Stop the stealing of gold and other minerals
We call this 'conflict gold', just like blood diamond. This is corporate gold, because Sudan is the third largest gold producer in in Africa, and I think the 12th in the world. [Gold is mined and exported by both the army and the RSF.] This massive amount of gold there, most of this gold, goes to the Dubai market. Saudi Arabia is involved in different capacities. Egypt is involved. Almost a dozen countries are involved. If global organizations work with the OECD to regulate the gold trade, I believe it could be a deterrent.

It's a war about resources, not only gold. We have a lot of minerals and elements that the world needs, including copper, iron ore and rare earths. [SEE Gold and the war in Sudan - Chatham House Research Paper

Media needs to report the atrocities, rapes and human rights violations.
We need immediate action to stop the massacres and human rights violations. The rape of women and girls, and also of young boys, is a tool of war. There's no media there, so they have free hand to do whatever they want. We need immediate unfettered access to humanitarian aid. Because, as we speak, people are still dying of starvation and famine.

Only coercive diplomacy can block the heavy weaponry that prolongs the conflict.

Stop the arms shipments
Stop fueling the war; stop providing arms. Through diplomacy and maybe coercion, the international community needs to stop the arms.

[Editor: Before it was dismantled by the current U.S. administration, the United States Institute of Peace, a 40-year-old independent non-profit organization devoted to peacebuilding, published a history of U.S. use of coercive diplomacy to end conflicts abroad.]

AllAfrica:
We've been constantly amazed at the courage of the young people who were in the streets, when it was still possible to do it across Sudan, setting up soup kitchens, the neighborhood kitchens that were supplying much of the food for much of the population. They were really courageous and are still doing what they can.

Adam:
Yeah, they are. We are working actually close with them. I'm part of the Darfur Diaspora Association. the Vice President. We have partnerships with some organizations here in Canada, also youth and university, basically students and professors. In partnership, we are constantly sending money, raising funds, and sending money to these soup kitchen, communal kitchens, we call them. We never stopped, even now, after decimation of communities and people fleeing to a neighboring town called Tawila.

I know it's not a lot, but we sent them almost $80,000 right away, just to keep these kitchens moving. But we need the international community. We don't have much resources. This will run dry very fast.

AllAfrica:
Are you getting contributions from beyond the Sudanese diaspora?

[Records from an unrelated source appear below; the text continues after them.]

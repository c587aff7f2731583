// Save/load round trips through both backends
// Covers metadata equality, extracted tree equality and idempotence

use modelzoo_core::{ModelZooConfig, Session};
use modelzoo_store::{Database, ModelHandle};
use std::collections::BTreeMap;
use std::fs;
use std::path::{Path, PathBuf};
use tempfile::TempDir;

const TRAIN_SELECT: &str =
    "SELECT * FROM iris.train TO TRAIN DNNClassifier WITH model.n_classes = 3 INTO sqlflow_models.my_dnn_model";

fn setup_staging() -> TempDir {
    let dir = TempDir::new().unwrap();
    fs::write(dir.path().join("saved_model.pb"), b"graph definition").unwrap();
    fs::create_dir_all(dir.path().join("variables")).unwrap();
    fs::write(
        dir.path().join("variables").join("variables.data-00000-of-00001"),
        (0..200_000u32).map(|i| (i % 251) as u8).collect::<Vec<u8>>(),
    )
    .unwrap();
    fs::write(dir.path().join("variables").join("variables.index"), b"idx").unwrap();
    dir
}

/// Relative path -> contents for every file under `root`
fn snapshot_tree(root: &Path) -> BTreeMap<PathBuf, Vec<u8>> {
    fn walk(root: &Path, dir: &Path, out: &mut BTreeMap<PathBuf, Vec<u8>>) {
        for entry in fs::read_dir(dir).unwrap() {
            let path = entry.unwrap().path();
            if path.is_dir() {
                walk(root, &path, out);
            } else {
                let rel = path.strip_prefix(root).unwrap().to_path_buf();
                out.insert(rel, fs::read(&path).unwrap());
            }
        }
    }
    let mut out = BTreeMap::new();
    walk(root, root, &mut out);
    out
}

fn without_sidecars(tree: BTreeMap<PathBuf, Vec<u8>>) -> BTreeMap<PathBuf, Vec<u8>> {
    tree.into_iter()
        .filter(|(p, _)| p.extension().map_or(true, |e| e != "meta"))
        .collect()
}

fn sqlite_session(dir: &Path) -> (Session, PathBuf) {
    let db_path = dir.join("zoo.db");
    (
        Session::new(format!("sqlite3://{}", db_path.display())).with_user("analyst"),
        db_path,
    )
}

#[test]
fn test_filesystem_round_trip() {
    let staging = setup_staging();
    let out = TempDir::new().unwrap();
    let target = TempDir::new().unwrap();
    let config = ModelZooConfig::default();
    let dest = format!("file://{}/my_dnn_model", out.path().display());

    let handle = ModelHandle::new(staging.path(), TRAIN_SELECT);
    handle.save(&dest, &Session::default(), &config).unwrap();

    assert!(out.path().join("my_dnn_model.tar.gz").is_file());

    let loaded = ModelHandle::load(&dest, Some(target.path()), None, &config).unwrap();
    assert_eq!(loaded.train_select(), TRAIN_SELECT);
    assert_eq!(
        without_sidecars(snapshot_tree(target.path())),
        without_sidecars(snapshot_tree(staging.path()))
    );
    assert!(target.path().join("my_dnn_model.meta").is_file());
}

#[test]
fn test_table_blob_round_trip() {
    let staging = setup_staging();
    let scratch = TempDir::new().unwrap();
    let target = TempDir::new().unwrap();
    let (session, db_path) = sqlite_session(scratch.path());
    let config = ModelZooConfig::from_toml_str("[blob]\nchunk_size = 4096\n").unwrap();

    let handle = ModelHandle::new(staging.path(), TRAIN_SELECT);
    handle
        .save("sqlflow_models.my_dnn_model", &session, &config)
        .unwrap();

    let db = Database::open_sqlite(&db_path).unwrap();
    let loaded = ModelHandle::load(
        "sqlflow_models.my_dnn_model",
        Some(target.path()),
        Some(&db),
        &config,
    )
    .unwrap();

    assert_eq!(loaded.train_select(), TRAIN_SELECT);
    assert_eq!(snapshot_tree(target.path()), snapshot_tree(staging.path()));
}

#[test]
fn test_default_table_round_trip() {
    let staging = setup_staging();
    let scratch = TempDir::new().unwrap();
    let (session, db_path) = sqlite_session(scratch.path());
    let config = ModelZooConfig::default();

    ModelHandle::new(staging.path(), TRAIN_SELECT)
        .save("", &session, &config)
        .unwrap();

    let db = Database::open_sqlite(&db_path).unwrap();
    let loaded =
        ModelHandle::load("sqlflow.trained_models", None, Some(&db), &config).unwrap();
    assert_eq!(loaded.train_select(), TRAIN_SELECT);
}

#[test]
fn test_table_blob_save_is_idempotent_across_tables() {
    let staging = setup_staging();
    let scratch = TempDir::new().unwrap();
    let (session, db_path) = sqlite_session(scratch.path());
    let config = ModelZooConfig::default();
    let handle = ModelHandle::new(staging.path(), TRAIN_SELECT);

    handle.save("zoo.first", &session, &config).unwrap();
    handle.save("zoo.second", &session, &config).unwrap();

    let db = Database::open_sqlite(&db_path).unwrap();
    let a = TempDir::new().unwrap();
    let b = TempDir::new().unwrap();
    let first = ModelHandle::load("zoo.first", Some(a.path()), Some(&db), &config).unwrap();
    let second = ModelHandle::load("zoo.second", Some(b.path()), Some(&db), &config).unwrap();

    assert_eq!(first.metadata, second.metadata);
    assert_eq!(snapshot_tree(a.path()), snapshot_tree(b.path()));
}

#[test]
fn test_filesystem_save_is_idempotent_across_directories() {
    let staging = setup_staging();
    let out_a = TempDir::new().unwrap();
    let out_b = TempDir::new().unwrap();
    let config = ModelZooConfig::default();
    let handle = ModelHandle::new(staging.path(), TRAIN_SELECT);
    let dest_a = format!("file://{}/model", out_a.path().display());
    let dest_b = format!("file://{}/model", out_b.path().display());

    handle.save(&dest_a, &Session::default(), &config).unwrap();
    handle.save(&dest_b, &Session::default(), &config).unwrap();

    let a = TempDir::new().unwrap();
    let b = TempDir::new().unwrap();
    let first = ModelHandle::load(&dest_a, Some(a.path()), None, &config).unwrap();
    let second = ModelHandle::load(&dest_b, Some(b.path()), None, &config).unwrap();

    assert_eq!(first.metadata, second.metadata);
    assert_eq!(snapshot_tree(a.path()), snapshot_tree(b.path()));
}

#[test]
fn test_resave_replaces_previous_model() {
    let staging = setup_staging();
    let scratch = TempDir::new().unwrap();
    let (session, db_path) = sqlite_session(scratch.path());
    let config = ModelZooConfig::default();

    ModelHandle::new(staging.path(), "SELECT 1 TO TRAIN old")
        .save("zoo.m", &session, &config)
        .unwrap();
    ModelHandle::new(staging.path(), "SELECT 2 TO TRAIN new")
        .save("zoo.m", &session, &config)
        .unwrap();

    let db = Database::open_sqlite(&db_path).unwrap();
    let loaded = ModelHandle::load("zoo.m", None, Some(&db), &config).unwrap();
    assert_eq!(loaded.train_select(), "SELECT 2 TO TRAIN new");
}

#[test]
fn test_load_creates_missing_target_directory() {
    let staging = setup_staging();
    let out = TempDir::new().unwrap();
    let config = ModelZooConfig::default();
    let dest = format!("file://{}/m", out.path().display());
    ModelHandle::new(staging.path(), TRAIN_SELECT)
        .save(&dest, &Session::default(), &config)
        .unwrap();

    let target = out.path().join("restored").join("nested");
    let loaded = ModelHandle::load(&dest, Some(target.as_path()), None, &config).unwrap();

    assert_eq!(loaded.staging.unwrap().path(), target.as_path());
    assert!(target.join("saved_model.pb").is_file());
}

No. We applied for grants, such as to the Canadian government, that did not materialize yet. That's the only hope.

AllAfrica:
AllAfrica will publish a link for donations to the Mutual Aid Societies of Sudan.

Adam:
That would be great!

AllAfrica:
It's hard to say what it will produce. So many people are so desperate these days, but it's worth putting out there.

Money donated to Sudanese supporters of mutual aid societies outside the country goes directly to the Sudanese Emergency Respoonse Rooms.

Adam:
Our Darfur Diaspora Association is a registered charity, tax receipts will be issued. You'll be surprised that $1 will make a difference, because $1 can feed a child a day, or maybe a child and his mom or his family. Anything will help. Anything will make a difference. And, as I said, civil society has to be in the middle. Without civil society, no lasting peace will happen.

[Editor: New York Times columinist Nick Kristof has made an agreement with U.S. organizations that will match donations to the Mutual Aid Sudan Coaltion, potentially multiplying donations in the millions.

AllAfrica:
Thank you for spending this time talking with us.

Adam:
Thank you for the opportunity and the time AllAfrica took to hear our voice. I really appreciate this call and any effort that people put to shed light on the tragedy in Darfur. It is very, very much appreciated, because it will make a difference. When good people do good things, good things will definitely happen.

Ismail Adam is a financial services advisor and a senior executive executive officer of the Darfur Association of Canada. He lives near Toronto.